What is expected =
Pick every line out of the entries below that holds the string "volume", and report them.
-*-
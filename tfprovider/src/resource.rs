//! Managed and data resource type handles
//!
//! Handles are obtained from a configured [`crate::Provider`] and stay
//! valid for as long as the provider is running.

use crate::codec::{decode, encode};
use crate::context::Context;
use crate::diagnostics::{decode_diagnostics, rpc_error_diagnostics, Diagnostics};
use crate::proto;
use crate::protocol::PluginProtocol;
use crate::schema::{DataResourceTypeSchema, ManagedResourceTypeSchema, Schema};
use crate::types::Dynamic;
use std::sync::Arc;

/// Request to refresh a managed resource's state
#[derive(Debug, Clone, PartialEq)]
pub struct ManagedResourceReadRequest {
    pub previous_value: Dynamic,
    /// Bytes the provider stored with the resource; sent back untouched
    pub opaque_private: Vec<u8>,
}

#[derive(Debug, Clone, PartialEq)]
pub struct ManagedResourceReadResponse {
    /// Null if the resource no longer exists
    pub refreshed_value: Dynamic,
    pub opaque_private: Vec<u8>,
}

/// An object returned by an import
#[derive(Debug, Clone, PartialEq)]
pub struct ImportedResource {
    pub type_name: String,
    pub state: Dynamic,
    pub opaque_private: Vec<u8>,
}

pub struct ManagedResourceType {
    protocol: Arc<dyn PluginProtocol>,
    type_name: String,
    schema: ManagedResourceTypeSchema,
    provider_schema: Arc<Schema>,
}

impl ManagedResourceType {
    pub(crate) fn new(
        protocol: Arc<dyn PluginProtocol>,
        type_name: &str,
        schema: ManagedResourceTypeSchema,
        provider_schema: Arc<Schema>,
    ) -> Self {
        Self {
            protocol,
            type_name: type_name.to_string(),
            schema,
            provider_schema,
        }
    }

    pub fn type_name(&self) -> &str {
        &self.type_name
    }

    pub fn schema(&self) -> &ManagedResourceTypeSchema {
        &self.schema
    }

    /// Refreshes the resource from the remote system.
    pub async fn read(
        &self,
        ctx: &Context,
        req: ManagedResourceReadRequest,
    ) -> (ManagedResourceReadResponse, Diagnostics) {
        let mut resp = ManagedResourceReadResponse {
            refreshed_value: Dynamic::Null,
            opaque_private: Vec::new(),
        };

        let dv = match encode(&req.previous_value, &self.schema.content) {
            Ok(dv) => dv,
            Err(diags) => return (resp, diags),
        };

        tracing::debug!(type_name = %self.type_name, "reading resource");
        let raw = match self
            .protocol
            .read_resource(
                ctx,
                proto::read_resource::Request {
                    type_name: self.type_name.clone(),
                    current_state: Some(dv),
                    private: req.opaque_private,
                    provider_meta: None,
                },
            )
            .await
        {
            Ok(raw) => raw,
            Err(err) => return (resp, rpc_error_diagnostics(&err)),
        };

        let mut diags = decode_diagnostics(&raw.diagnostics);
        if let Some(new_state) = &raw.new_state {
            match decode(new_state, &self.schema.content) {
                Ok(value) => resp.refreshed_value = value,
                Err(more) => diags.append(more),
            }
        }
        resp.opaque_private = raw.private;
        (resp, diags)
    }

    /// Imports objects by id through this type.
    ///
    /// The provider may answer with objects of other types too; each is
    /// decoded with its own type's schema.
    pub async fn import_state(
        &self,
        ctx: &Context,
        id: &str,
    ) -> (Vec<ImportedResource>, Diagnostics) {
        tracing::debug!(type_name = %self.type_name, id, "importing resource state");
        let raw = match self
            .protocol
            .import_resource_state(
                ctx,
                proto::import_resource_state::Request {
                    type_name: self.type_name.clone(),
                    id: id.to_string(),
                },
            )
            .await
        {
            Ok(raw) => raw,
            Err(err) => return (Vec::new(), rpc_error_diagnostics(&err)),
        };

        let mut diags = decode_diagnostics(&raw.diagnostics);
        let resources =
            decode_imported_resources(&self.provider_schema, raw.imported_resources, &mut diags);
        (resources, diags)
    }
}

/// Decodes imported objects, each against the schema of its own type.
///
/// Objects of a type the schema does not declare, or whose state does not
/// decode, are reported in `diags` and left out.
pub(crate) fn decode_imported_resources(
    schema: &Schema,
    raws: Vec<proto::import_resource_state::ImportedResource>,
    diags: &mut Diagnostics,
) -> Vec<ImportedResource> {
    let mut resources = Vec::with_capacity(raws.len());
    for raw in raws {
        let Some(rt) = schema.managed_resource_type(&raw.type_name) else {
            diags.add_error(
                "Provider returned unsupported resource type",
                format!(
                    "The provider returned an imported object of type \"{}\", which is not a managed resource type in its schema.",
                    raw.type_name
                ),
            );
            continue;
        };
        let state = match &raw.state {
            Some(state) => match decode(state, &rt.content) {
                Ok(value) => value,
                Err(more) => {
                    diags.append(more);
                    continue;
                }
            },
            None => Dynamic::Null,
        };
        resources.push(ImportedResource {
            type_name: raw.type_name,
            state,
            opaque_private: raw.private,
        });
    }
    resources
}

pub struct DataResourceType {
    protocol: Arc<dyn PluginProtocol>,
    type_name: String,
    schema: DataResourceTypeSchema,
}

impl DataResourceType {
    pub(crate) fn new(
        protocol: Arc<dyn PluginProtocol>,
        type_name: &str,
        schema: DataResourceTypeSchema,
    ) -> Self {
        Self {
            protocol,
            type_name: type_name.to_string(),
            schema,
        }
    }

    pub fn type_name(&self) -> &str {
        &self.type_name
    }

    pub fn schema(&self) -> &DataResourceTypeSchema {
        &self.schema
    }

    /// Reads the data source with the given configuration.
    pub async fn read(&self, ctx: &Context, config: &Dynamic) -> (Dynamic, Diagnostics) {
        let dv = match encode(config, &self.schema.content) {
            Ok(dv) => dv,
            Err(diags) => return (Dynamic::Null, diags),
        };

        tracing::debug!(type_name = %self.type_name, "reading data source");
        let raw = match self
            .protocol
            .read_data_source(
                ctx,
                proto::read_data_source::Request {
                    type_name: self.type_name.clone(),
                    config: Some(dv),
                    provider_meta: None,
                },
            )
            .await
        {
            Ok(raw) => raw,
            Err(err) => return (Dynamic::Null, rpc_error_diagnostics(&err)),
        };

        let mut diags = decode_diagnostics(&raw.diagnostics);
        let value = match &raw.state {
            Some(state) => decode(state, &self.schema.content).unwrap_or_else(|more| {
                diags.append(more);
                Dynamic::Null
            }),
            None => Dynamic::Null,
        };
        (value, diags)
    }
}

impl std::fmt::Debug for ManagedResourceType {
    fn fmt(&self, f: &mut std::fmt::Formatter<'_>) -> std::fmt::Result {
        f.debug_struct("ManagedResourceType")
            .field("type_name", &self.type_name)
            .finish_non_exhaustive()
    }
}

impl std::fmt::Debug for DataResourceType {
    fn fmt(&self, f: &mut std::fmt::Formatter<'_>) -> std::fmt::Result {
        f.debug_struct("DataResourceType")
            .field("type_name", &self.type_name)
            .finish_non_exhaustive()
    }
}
-*-
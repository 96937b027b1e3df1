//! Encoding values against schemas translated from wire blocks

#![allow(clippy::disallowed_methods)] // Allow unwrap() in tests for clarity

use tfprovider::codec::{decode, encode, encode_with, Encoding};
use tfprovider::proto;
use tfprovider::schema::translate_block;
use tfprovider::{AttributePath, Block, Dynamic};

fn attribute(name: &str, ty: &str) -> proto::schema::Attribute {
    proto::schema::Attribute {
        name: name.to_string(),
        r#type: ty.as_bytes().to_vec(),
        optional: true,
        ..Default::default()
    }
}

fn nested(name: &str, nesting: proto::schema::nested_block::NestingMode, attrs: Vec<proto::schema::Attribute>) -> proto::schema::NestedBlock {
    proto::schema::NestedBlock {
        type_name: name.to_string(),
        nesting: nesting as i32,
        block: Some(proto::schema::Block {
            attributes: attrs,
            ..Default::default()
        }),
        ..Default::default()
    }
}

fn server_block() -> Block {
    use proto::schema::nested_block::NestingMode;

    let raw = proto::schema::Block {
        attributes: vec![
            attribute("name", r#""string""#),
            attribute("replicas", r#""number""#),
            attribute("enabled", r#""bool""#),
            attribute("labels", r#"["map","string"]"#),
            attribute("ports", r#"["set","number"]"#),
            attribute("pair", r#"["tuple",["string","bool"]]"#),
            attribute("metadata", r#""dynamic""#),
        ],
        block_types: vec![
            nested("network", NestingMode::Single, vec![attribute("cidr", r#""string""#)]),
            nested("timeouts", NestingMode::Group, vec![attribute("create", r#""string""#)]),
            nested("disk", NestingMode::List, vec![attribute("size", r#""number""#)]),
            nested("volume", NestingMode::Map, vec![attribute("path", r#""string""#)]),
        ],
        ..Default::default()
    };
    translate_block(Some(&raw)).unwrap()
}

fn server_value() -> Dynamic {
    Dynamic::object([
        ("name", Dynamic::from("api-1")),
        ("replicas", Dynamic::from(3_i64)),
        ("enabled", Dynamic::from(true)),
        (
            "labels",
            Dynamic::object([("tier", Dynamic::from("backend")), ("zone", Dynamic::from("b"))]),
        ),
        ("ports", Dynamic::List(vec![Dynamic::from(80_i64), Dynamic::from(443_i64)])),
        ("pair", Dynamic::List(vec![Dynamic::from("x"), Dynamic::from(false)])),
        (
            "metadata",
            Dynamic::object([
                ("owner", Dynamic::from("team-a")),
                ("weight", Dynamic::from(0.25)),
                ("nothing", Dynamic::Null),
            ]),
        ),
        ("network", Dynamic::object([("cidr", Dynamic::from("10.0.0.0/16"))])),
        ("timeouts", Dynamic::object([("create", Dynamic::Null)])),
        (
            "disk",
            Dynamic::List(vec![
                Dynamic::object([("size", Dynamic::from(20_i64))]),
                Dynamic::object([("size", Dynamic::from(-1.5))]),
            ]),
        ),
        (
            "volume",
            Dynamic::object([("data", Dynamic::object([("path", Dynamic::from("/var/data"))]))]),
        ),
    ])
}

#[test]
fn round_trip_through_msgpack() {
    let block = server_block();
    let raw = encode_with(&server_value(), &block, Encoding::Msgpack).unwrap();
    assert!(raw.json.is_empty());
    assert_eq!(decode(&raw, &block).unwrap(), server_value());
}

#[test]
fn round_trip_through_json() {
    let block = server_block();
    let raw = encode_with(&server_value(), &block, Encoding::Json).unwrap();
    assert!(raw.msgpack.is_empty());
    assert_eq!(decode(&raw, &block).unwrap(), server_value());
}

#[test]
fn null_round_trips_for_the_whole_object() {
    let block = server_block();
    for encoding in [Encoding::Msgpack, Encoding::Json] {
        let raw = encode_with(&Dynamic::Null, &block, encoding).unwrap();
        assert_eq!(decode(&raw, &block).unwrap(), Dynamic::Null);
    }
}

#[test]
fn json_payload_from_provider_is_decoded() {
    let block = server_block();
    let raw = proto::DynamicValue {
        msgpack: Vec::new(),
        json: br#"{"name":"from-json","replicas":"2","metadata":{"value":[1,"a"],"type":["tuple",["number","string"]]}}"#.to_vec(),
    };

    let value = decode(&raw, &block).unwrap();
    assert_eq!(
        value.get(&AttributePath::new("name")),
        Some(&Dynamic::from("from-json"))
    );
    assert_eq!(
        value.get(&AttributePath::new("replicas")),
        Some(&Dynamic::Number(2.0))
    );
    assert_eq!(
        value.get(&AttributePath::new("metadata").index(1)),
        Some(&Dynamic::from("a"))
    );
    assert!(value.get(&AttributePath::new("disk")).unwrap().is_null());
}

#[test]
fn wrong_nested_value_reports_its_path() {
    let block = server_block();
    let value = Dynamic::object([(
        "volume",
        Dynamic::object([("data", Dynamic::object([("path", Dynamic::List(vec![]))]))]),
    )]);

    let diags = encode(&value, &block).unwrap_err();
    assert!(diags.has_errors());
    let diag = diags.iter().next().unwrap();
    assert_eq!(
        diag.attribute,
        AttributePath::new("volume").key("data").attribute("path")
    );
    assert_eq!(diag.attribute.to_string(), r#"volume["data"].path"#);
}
-*-
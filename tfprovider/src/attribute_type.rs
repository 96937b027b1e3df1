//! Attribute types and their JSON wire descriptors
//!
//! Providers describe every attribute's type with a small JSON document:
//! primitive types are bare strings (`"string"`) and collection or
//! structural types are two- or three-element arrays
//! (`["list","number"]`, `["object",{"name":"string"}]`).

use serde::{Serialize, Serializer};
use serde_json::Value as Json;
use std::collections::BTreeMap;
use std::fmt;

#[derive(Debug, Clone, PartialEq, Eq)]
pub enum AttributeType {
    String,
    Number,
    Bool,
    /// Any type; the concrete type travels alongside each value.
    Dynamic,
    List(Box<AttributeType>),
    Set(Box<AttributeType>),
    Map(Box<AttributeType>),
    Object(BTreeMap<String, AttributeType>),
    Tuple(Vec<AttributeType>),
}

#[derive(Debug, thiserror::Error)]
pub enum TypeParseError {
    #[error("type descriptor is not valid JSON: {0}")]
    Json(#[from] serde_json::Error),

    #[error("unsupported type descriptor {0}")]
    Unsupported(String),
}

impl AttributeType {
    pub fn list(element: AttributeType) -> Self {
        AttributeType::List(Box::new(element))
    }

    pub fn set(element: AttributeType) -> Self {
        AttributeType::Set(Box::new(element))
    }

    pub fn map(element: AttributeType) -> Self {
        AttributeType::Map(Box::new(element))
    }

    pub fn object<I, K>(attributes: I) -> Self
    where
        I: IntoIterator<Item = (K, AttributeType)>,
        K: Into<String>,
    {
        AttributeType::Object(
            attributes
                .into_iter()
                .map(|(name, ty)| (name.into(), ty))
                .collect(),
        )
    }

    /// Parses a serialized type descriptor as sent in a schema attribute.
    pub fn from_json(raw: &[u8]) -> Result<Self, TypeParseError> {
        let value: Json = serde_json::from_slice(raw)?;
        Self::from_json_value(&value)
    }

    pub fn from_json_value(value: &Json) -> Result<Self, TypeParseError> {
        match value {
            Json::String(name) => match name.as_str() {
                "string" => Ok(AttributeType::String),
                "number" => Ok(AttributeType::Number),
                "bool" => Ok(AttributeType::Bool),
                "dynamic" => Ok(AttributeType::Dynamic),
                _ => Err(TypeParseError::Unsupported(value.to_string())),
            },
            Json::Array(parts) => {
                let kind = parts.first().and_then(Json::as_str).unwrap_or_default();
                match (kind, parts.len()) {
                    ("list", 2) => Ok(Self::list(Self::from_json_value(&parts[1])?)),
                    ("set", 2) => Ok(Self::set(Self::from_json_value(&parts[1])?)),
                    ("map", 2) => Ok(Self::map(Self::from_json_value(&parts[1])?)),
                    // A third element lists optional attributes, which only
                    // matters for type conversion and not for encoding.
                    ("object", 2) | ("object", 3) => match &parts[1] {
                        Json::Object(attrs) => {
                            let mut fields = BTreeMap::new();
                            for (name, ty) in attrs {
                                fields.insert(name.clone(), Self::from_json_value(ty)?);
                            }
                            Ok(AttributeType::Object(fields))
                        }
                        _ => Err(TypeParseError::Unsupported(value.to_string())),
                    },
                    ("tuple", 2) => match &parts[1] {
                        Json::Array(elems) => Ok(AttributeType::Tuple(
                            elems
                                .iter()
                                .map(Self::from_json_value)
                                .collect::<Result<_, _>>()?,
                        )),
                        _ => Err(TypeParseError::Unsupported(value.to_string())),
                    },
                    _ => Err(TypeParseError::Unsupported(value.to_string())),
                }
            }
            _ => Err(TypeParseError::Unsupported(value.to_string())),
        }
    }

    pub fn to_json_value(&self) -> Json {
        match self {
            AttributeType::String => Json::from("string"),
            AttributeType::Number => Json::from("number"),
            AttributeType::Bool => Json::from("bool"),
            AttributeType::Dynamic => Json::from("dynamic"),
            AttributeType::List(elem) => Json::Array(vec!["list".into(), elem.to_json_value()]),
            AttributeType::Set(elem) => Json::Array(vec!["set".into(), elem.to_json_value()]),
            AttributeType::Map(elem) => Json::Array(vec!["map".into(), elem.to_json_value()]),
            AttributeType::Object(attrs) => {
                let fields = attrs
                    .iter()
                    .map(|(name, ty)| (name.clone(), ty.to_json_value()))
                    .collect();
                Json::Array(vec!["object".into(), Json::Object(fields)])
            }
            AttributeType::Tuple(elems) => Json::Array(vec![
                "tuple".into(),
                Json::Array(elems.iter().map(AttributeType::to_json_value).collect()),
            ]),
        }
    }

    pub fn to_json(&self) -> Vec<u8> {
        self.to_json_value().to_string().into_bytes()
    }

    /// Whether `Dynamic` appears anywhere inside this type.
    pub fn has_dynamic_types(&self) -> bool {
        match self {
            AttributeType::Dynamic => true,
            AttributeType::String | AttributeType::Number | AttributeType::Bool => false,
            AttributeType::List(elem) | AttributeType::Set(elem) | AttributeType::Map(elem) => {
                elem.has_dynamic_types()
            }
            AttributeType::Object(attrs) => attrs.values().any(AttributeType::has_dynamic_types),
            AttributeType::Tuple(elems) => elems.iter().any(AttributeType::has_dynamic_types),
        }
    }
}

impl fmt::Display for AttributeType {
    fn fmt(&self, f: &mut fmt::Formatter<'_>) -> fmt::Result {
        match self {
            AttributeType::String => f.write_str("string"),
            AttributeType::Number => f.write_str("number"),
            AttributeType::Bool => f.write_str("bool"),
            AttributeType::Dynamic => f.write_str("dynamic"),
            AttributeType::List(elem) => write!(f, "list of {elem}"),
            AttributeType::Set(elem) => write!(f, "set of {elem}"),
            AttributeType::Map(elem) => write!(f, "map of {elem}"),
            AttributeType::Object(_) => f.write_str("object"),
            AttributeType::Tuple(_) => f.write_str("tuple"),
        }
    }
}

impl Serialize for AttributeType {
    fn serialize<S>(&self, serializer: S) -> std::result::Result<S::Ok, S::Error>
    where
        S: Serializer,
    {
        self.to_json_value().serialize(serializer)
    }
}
-*-
Result =
            nested("volume", NestingMode::Map, vec![attribute("path", r#""string""#)]),
            "volume",
        "volume",
        AttributePath::new("volume").key("data").attribute("path")
    assert_eq!(diag.attribute.to_string(), r#"volume["data"].path"#);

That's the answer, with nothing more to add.